> _EXERCISE DESCRIPTION_
Please report each line in the material below that includes "HttpResponse".
====== RECORDED INFORMATION
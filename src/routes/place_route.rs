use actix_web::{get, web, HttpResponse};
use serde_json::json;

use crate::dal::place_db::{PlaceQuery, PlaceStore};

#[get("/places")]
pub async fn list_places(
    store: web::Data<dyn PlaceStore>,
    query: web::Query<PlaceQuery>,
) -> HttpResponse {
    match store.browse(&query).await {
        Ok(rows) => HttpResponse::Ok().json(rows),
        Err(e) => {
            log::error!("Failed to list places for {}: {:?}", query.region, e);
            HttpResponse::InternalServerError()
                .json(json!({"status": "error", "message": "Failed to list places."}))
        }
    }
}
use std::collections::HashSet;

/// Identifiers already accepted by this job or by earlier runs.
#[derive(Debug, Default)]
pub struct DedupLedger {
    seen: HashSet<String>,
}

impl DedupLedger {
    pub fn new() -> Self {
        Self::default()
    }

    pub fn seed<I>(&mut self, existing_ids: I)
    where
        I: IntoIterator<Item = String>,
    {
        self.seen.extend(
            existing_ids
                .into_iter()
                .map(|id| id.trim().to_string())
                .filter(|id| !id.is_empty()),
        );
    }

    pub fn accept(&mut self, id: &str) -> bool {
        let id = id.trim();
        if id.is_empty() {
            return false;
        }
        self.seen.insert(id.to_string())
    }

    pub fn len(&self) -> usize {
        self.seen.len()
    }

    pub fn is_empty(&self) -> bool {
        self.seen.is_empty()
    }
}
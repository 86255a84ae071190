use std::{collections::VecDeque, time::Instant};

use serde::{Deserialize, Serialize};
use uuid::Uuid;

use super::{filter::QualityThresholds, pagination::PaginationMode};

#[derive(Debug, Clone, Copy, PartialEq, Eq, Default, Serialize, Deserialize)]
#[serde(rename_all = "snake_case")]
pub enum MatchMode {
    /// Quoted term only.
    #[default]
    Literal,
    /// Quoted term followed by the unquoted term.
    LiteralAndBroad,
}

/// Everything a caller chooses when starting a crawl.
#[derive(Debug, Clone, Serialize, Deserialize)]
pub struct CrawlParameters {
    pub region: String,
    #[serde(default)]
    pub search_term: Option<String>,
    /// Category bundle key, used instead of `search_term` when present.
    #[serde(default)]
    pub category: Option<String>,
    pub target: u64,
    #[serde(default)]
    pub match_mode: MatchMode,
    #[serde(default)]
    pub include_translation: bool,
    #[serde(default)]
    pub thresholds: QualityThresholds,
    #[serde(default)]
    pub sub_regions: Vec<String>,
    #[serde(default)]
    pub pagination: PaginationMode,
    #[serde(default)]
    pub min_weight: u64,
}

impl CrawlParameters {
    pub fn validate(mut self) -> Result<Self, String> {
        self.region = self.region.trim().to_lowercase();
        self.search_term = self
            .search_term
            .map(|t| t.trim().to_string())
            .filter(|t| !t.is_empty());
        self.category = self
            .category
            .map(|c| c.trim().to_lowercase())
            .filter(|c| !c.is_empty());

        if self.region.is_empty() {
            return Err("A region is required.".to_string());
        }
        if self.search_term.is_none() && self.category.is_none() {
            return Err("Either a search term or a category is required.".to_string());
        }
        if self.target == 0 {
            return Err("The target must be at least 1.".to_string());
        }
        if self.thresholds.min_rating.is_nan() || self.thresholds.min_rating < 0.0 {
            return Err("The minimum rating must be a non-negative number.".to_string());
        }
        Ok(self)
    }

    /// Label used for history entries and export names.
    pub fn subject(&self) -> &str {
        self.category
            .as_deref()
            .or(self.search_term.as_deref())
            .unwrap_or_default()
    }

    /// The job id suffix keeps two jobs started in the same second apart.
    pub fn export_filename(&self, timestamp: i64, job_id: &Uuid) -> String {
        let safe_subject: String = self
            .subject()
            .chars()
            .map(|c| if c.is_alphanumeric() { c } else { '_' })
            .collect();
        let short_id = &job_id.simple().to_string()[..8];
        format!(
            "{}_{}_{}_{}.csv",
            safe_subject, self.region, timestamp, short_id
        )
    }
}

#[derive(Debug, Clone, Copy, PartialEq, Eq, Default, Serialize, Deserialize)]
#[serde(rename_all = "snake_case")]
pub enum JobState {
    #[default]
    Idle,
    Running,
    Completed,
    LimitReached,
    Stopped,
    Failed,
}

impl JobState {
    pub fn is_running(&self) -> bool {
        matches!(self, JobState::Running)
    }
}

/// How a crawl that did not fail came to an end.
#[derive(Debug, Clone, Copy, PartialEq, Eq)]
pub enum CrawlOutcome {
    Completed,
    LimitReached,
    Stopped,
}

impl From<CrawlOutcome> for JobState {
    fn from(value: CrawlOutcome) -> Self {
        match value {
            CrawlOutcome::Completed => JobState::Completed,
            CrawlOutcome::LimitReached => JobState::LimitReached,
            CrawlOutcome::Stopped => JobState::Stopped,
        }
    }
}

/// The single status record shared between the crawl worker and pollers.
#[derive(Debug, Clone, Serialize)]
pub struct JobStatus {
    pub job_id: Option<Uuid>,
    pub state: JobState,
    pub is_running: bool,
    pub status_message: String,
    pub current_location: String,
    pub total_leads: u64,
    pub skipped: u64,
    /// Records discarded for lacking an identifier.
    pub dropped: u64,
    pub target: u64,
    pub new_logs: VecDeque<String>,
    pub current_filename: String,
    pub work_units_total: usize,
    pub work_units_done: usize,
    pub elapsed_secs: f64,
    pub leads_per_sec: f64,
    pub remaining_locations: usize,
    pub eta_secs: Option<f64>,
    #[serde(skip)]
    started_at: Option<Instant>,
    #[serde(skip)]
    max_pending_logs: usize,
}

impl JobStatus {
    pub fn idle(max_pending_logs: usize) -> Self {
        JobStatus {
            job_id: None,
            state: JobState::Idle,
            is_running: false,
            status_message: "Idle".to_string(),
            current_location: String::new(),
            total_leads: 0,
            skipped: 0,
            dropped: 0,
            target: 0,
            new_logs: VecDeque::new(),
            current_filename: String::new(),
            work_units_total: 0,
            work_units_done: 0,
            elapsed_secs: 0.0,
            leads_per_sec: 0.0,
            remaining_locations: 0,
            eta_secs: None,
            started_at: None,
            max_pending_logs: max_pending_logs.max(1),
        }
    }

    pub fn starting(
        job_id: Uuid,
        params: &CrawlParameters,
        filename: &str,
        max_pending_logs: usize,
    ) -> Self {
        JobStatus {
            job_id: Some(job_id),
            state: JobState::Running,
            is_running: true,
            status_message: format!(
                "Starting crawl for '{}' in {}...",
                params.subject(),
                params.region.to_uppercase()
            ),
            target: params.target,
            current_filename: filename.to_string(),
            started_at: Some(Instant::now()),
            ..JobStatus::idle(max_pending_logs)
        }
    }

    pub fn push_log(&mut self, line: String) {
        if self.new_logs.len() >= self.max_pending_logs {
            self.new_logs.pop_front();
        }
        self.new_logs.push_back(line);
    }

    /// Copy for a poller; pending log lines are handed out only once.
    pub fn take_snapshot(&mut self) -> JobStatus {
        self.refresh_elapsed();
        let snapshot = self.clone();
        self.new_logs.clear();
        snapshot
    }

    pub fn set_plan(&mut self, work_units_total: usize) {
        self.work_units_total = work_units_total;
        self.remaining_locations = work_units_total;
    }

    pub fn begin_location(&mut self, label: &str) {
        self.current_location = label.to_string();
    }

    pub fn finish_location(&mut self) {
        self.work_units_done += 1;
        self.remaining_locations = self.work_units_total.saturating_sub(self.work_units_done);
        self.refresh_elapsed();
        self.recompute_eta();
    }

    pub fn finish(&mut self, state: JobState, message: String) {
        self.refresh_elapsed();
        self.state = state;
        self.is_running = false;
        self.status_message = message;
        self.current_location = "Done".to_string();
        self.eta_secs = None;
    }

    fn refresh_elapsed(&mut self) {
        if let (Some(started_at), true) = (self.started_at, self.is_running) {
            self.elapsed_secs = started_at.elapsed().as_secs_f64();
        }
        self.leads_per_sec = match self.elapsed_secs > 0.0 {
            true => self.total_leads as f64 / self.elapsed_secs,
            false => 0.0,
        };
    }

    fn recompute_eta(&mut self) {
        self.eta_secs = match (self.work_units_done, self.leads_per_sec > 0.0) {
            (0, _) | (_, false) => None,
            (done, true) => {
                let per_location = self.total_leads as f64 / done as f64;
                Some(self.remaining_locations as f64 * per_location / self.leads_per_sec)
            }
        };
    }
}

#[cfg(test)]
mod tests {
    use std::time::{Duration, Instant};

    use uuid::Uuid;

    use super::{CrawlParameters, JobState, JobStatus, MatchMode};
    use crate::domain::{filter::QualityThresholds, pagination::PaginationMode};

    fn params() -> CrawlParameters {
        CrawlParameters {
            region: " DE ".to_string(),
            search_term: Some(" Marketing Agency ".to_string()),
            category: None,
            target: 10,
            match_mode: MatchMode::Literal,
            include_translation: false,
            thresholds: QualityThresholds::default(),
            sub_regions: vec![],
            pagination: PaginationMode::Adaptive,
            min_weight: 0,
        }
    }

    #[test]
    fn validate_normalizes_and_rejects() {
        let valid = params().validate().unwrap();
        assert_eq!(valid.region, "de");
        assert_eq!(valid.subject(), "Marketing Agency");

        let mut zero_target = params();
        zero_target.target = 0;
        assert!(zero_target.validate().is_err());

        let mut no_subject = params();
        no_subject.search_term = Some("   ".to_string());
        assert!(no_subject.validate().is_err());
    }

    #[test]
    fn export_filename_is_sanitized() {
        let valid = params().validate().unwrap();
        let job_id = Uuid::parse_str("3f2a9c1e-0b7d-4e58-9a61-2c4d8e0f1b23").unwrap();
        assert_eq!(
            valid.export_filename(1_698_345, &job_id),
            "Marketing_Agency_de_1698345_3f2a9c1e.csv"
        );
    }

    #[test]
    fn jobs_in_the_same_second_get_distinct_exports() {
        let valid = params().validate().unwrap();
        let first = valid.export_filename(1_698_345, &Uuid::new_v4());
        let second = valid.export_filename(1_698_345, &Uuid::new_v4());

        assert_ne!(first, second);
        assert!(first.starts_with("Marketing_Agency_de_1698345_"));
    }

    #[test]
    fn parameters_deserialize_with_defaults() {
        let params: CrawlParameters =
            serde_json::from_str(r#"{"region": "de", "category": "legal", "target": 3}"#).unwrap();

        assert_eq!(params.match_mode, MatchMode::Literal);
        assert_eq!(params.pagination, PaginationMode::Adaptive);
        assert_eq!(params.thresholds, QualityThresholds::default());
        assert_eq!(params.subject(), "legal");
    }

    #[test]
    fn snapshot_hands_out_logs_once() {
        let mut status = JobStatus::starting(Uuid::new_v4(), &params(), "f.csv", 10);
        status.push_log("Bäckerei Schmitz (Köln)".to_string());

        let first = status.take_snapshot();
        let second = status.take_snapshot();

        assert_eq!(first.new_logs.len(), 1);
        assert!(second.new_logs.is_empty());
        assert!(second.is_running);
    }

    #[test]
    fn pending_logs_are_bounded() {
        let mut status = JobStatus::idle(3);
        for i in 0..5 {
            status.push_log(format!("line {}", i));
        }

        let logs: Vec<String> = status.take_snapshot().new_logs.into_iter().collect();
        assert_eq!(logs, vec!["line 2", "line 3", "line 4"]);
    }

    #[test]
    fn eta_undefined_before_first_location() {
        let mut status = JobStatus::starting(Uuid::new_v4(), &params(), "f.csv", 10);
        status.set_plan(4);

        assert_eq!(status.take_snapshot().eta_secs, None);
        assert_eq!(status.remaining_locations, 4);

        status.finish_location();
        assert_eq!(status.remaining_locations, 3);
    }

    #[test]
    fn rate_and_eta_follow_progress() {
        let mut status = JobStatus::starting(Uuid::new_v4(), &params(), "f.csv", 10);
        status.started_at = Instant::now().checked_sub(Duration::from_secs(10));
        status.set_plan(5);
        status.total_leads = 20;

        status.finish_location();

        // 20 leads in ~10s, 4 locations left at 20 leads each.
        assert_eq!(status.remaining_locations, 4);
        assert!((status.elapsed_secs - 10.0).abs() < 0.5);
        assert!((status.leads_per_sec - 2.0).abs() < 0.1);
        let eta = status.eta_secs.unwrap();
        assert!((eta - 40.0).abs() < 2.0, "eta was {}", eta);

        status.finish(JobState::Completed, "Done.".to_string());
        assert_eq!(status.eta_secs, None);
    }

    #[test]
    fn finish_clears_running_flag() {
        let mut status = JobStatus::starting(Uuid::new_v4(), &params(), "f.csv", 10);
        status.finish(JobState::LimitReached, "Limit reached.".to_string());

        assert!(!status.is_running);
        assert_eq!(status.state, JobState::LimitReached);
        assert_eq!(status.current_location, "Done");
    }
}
============
> _TASK SOLUTION_
use actix_web::{get, web, HttpResponse};
) -> HttpResponse {
        Ok(rows) => HttpResponse::Ok().json(rows),
            HttpResponse::InternalServerError()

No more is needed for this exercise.